__TASK DETAILS__:
Repeat the lines below exactly as written, please, from the line with "filename src/lib.rs" to the line with "landmarks → prediction)", both lines included, and no others.

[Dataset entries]
+ + + + + + +
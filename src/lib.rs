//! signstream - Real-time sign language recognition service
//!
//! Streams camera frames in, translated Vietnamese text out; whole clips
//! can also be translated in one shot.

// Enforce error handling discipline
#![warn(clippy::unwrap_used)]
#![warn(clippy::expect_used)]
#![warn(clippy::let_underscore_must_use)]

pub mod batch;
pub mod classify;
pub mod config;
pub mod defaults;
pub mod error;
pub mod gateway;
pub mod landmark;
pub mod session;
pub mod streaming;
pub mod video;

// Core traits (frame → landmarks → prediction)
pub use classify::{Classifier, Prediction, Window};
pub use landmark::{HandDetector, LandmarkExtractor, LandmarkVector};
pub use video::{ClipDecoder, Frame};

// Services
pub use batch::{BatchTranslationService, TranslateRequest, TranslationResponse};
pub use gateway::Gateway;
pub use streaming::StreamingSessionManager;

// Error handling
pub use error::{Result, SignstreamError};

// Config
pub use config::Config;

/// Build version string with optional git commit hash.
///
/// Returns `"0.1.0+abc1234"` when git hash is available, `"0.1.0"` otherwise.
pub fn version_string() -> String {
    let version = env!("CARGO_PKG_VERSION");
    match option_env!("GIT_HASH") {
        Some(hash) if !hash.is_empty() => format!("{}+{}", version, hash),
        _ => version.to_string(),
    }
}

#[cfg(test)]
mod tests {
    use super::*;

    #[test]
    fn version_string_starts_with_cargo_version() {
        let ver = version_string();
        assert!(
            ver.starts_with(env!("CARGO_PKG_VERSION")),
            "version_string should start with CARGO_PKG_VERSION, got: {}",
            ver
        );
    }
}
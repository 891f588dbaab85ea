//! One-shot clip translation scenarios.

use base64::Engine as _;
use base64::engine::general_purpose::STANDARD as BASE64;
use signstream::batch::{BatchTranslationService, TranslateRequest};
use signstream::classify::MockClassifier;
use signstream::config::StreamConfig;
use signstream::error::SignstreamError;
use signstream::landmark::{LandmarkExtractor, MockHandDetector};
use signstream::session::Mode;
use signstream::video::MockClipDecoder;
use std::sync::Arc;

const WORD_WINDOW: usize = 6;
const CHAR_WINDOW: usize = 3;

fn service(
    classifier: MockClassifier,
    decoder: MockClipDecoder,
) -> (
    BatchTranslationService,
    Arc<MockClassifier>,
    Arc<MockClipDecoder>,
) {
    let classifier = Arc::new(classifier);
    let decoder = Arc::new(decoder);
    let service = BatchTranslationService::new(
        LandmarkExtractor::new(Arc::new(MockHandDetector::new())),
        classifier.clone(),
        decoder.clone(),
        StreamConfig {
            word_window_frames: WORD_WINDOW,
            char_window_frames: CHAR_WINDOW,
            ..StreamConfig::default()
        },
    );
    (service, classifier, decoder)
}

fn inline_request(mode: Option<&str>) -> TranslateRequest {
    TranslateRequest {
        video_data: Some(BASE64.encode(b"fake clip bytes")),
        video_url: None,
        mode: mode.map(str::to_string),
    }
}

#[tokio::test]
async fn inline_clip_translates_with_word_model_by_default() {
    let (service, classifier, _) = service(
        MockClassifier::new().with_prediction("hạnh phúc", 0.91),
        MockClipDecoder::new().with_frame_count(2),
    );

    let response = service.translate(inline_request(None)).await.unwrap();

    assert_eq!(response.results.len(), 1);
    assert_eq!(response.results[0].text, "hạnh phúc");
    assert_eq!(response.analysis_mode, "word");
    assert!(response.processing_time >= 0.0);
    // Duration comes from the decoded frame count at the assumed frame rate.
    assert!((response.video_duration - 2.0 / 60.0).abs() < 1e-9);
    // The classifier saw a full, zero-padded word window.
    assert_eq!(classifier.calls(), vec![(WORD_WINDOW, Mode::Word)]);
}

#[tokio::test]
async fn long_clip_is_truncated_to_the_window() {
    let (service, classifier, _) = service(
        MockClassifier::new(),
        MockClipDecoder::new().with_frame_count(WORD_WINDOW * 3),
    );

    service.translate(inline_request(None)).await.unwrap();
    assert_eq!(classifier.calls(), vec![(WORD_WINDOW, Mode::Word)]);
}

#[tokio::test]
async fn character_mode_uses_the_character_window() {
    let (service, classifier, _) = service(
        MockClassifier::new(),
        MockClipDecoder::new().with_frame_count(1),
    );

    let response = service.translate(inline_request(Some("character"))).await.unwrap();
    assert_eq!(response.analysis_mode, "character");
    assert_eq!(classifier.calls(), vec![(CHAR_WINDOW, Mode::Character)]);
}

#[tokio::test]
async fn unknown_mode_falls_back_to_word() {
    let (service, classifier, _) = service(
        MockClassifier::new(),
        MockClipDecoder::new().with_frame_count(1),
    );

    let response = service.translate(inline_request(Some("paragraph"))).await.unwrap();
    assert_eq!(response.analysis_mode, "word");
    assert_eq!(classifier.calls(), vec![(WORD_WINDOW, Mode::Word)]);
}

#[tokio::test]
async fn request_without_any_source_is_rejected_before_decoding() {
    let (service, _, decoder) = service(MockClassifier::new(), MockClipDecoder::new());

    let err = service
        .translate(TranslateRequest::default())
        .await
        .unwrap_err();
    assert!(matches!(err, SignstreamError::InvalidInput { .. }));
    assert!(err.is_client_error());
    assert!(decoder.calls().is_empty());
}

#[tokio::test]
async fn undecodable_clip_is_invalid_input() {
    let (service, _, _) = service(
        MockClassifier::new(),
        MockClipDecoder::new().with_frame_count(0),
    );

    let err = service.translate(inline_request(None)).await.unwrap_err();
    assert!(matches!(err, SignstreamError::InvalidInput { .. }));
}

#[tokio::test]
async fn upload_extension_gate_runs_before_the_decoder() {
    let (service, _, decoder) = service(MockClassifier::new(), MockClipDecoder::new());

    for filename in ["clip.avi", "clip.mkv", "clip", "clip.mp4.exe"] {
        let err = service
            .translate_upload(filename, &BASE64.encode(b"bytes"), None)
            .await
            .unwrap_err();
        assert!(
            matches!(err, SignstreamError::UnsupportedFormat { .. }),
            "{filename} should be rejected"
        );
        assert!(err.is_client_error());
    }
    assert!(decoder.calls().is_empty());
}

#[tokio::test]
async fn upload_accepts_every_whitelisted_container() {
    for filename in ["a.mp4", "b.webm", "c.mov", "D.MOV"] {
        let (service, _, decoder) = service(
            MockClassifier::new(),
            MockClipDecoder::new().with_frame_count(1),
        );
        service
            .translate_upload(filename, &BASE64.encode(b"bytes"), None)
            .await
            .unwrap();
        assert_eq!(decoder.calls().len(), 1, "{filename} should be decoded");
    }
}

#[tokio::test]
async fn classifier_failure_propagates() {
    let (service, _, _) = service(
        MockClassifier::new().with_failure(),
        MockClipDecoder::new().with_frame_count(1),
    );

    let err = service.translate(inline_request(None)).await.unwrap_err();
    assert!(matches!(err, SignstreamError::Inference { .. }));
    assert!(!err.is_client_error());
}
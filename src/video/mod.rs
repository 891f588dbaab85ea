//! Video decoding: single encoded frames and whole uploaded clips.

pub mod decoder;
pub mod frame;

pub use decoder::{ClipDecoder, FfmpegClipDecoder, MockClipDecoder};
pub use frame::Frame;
+ + + + + + +
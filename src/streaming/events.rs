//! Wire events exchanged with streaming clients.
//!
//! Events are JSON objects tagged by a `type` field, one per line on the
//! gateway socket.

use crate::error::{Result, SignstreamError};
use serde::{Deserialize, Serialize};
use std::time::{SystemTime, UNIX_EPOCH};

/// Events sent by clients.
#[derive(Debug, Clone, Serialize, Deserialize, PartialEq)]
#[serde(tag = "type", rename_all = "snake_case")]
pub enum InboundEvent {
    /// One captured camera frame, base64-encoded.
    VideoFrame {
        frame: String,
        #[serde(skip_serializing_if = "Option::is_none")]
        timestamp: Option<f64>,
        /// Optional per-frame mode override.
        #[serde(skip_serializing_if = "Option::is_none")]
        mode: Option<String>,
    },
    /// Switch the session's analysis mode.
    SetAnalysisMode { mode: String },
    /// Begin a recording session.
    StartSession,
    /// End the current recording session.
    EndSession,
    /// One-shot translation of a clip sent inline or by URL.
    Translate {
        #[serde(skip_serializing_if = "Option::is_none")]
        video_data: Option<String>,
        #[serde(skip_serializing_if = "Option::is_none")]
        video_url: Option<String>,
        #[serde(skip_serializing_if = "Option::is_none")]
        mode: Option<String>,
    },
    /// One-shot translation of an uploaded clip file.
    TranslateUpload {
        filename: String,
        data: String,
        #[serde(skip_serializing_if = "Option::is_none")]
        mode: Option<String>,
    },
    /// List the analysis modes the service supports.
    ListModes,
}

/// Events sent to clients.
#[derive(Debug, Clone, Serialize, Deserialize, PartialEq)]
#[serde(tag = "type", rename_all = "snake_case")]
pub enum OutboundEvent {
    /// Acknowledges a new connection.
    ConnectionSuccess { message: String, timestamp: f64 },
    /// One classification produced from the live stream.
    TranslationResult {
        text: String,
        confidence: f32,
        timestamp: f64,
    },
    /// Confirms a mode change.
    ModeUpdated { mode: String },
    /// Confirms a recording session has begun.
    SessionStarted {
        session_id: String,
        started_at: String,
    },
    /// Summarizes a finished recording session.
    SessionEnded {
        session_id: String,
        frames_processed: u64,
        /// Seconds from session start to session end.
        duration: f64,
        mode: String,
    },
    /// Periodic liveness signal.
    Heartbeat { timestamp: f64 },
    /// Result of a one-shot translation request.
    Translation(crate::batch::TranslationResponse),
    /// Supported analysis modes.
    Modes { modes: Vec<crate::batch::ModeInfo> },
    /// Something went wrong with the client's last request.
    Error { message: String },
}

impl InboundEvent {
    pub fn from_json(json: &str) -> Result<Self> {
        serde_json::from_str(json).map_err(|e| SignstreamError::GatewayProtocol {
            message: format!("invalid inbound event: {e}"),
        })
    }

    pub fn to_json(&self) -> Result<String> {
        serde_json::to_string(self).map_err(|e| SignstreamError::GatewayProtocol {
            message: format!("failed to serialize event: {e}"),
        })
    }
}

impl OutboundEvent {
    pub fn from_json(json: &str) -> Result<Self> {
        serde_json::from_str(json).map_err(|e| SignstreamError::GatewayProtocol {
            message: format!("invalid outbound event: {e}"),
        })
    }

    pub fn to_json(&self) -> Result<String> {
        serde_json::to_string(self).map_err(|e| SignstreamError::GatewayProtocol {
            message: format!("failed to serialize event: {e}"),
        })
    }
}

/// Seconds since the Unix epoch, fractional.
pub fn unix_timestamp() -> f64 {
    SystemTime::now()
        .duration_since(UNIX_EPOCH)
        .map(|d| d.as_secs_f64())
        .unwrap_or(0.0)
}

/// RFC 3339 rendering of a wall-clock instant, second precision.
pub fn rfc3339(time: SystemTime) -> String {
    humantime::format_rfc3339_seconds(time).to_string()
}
+ + + + + + +
__RESPONSE__:
filename src/lib.rs
//! signstream - Real-time sign language recognition service
//!
//! Streams camera frames in, translated Vietnamese text out; whole clips
//! can also be translated in one shot.

// Enforce error handling discipline
#![warn(clippy::unwrap_used)]
#![warn(clippy::expect_used)]
#![warn(clippy::let_underscore_must_use)]

pub mod batch;
pub mod classify;
pub mod config;
pub mod defaults;
pub mod error;
pub mod gateway;
pub mod landmark;
pub mod session;
pub mod streaming;
pub mod video;

// Core traits (frame → landmarks → prediction)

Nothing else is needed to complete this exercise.